Autonomous growth and hepatocarcinogenesis in transgenic mice expressing the p53 family inhibitor DNp73.

p53 family proteins carry on a wide spectrum of biological functions from differentiation, cell cycle arrest, apoptosis and chemosensitivity of tumors. Conversely, N-terminally truncated p73 (DNp73) functions as a potent inhibitor of all these tumor suppressor properties, implicating its participation in malignant transformation and oncogenesis. Several reports indicated considerable up-regulation of DNp73 in hepatocellular carcinoma (HCC) that correlates with reduced survival of patients, but little is known about the functional significance of DNp73 to tumorigenesis in vivo due to the lack of an appropriate model.
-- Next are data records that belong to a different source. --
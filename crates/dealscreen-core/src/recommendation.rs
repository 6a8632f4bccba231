//! Aggregation: MET tally to recommendation tier.
//!
//! The tier is a function of the MET count alone, with inclusive cut
//! points on an integer in `[0, 9]`. These cut points are screening
//! policy, not a tuning knob.

use std::fmt;

use serde::{Deserialize, Serialize};

/// Number of rubric criteria in a full screening pass.
pub const TOTAL_CRITERIA: usize = 9;

/// Overall recommendation tier for one screening pass.
#[derive(Debug, Clone, Copy, PartialEq, Eq, Hash, Serialize, Deserialize)]
pub enum Recommendation {
    Recommend,
    ConditionalRecommend,
    DoNotRecommend,
}

impl Recommendation {
    /// The fixed recommendation line embedded into reports.
    pub fn as_str(self) -> &'static str {
        match self {
            Recommendation::Recommend => "RECOMMEND for further due diligence",
            Recommendation::ConditionalRecommend => "CONDITIONAL RECOMMEND - address key gaps",
            Recommendation::DoNotRecommend => "DO NOT RECOMMEND - insufficient criteria met",
        }
    }
}

impl fmt::Display for Recommendation {
    fn fmt(&self, f: &mut fmt::Formatter<'_>) -> fmt::Result {
        f.write_str(self.as_str())
    }
}

/// Map a MET tally onto a recommendation tier.
pub fn recommend(met_count: usize) -> Recommendation {
    if met_count >= 7 {
        Recommendation::Recommend
    } else if met_count >= 5 {
        Recommendation::ConditionalRecommend
    } else {
        Recommendation::DoNotRecommend
    }
}

#[cfg(test)]
mod tests {
    use super::*;

    #[test]
    fn test_tier_boundaries() {
        assert_eq!(recommend(9), Recommendation::Recommend);
        assert_eq!(recommend(7), Recommendation::Recommend);
        assert_eq!(recommend(6), Recommendation::ConditionalRecommend);
        assert_eq!(recommend(5), Recommendation::ConditionalRecommend);
        assert_eq!(recommend(4), Recommendation::DoNotRecommend);
        assert_eq!(recommend(0), Recommendation::DoNotRecommend);
    }

    #[test]
    fn test_recommendation_strings() {
        assert_eq!(
            recommend(8).to_string(),
            "RECOMMEND for further due diligence"
        );
        assert_eq!(
            recommend(5).to_string(),
            "CONDITIONAL RECOMMEND - address key gaps"
        );
        assert_eq!(
            recommend(2).to_string(),
            "DO NOT RECOMMEND - insufficient criteria met"
        );
    }
}
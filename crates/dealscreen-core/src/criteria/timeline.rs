//! Process Timeline criterion.
//!
//! **Question**: Does the deal timeline leave room for proper diligence?
//!
//! KGI co-investments ride on the partner's diligence and accept a
//! shorter window (3 weeks); standard deals need 8. Both floors are
//! inclusive.
//!
//! | Verdict | Condition |
//! |---------|-----------|
//! | **MET** | KGI co-investment with >= 3 weeks |
//! | **MET** | Standard deal with >= 8 weeks |
//! | **NOT MET** | Timeline present but too short |
//! | **NOT MET** | Timeline information absent |

use crate::criteria::{
    is_kgi_coinvestment, Check, ScreeningContext, MIN_KGI_TIMELINE_WEEKS, MIN_TIMELINE_WEEKS,
};
use crate::extract;
use crate::types::{Criterion, Verdict};

/// The Process Timeline check.
pub struct TimelineCheck;

impl TimelineCheck {
    pub fn new() -> Self {
        Self
    }
}

impl Default for TimelineCheck {
    fn default() -> Self {
        Self::new()
    }
}

impl Check for TimelineCheck {
    fn criterion(&self) -> Criterion {
        Criterion::ProcessTimeline
    }

    fn question(&self) -> &'static str {
        "Does the process timeline allow adequate diligence?"
    }

    fn evaluate(&self, cx: &ScreeningContext) -> Verdict {
        let text = cx.analysis;
        let kgi = is_kgi_coinvestment(text);

        match extract::timeline_weeks(text) {
            Some(weeks) if kgi && weeks >= MIN_KGI_TIMELINE_WEEKS => Verdict::met(format!(
                "KGI co-investment with {weeks} week timeline meets lighter diligence requirements"
            )),
            Some(weeks) if weeks >= MIN_TIMELINE_WEEKS => Verdict::met(format!(
                "Timeline of {weeks} weeks meets standard deal requirements"
            )),
            Some(weeks) if weeks > 0 => Verdict::not_met(format!(
                "Timeline of {weeks} weeks too short - risk of reduced diligence quality"
            )),
            // A literal "0 week" mention lands here alongside a missing one.
            _ => Verdict::not_met("Timeline information absent"),
        }
    }
}

#[cfg(test)]
mod tests {
    use super::*;
    use crate::types::Status;

    fn evaluate(text: &str) -> Verdict {
        TimelineCheck::new().evaluate(&ScreeningContext::new(text))
    }

    #[test]
    fn test_standard_timeline_met_at_floor() {
        let verdict = evaluate("An 8 week exclusivity period.");
        assert_eq!(verdict.status, Status::Met);
        assert!(verdict.explanation.contains("8 weeks"));
        assert!(verdict.explanation.contains("standard deal"));
    }

    #[test]
    fn test_standard_timeline_one_below_floor_not_met() {
        let verdict = evaluate("A 7 week exclusivity period.");
        assert_eq!(verdict.status, Status::NotMet);
        assert!(verdict.explanation.contains("too short"));
    }

    #[test]
    fn test_kgi_timeline_met_at_lower_floor() {
        let verdict = evaluate("KGI co-investment closing on a 3 week timeline.");
        assert_eq!(verdict.status, Status::Met);
        assert!(verdict.explanation.contains("KGI co-investment"));
    }

    #[test]
    fn test_kgi_timeline_below_lower_floor_not_met() {
        let verdict = evaluate("KGI co-investment closing on a 2 week timeline.");
        assert_eq!(verdict.status, Status::NotMet);
    }

    #[test]
    fn test_kgi_signal_without_coinvestment_uses_standard_floor() {
        let verdict = evaluate("KGI mentioned in passing; 4 week process.");
        assert_eq!(verdict.status, Status::NotMet);
    }

    #[test]
    fn test_timeline_absent_not_met() {
        let verdict = evaluate("Timing to be agreed.");
        assert_eq!(verdict.status, Status::NotMet);
        assert!(verdict.explanation.contains("absent"));
    }
}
To address this, we generated transgenic mice in which DNp73 expression is directed to the liver by the albumin promoter. Gene expression was tested by mRNA and protein analyses. Transgenic mice exhibited prominent hepatic histological abnormalities including increased hepatocyte proliferation resulting in preneoplastic lesions (liver cell adenomas) at 3-4 months. Among 12- to 20-month-old mice, 83% of animals developed hepatic carcinoma. HCC displayed a significant increase of hyperphosphorylated inactive retinoblastoma, whereas p53-regulated inhibitors of cell cycle progression were down-regulated in the tumors. Our data firmly establish the unique oncogenic capability of DNp73 to drive hepatocarcinogenesis in vivo, supporting its significance as a marker for disease severity in patients and as target for cancer prevention. This model offers new opportunities to further delineate DNp73-mediated liver oncogenesis but may also enable the development of more effective cancer therapies.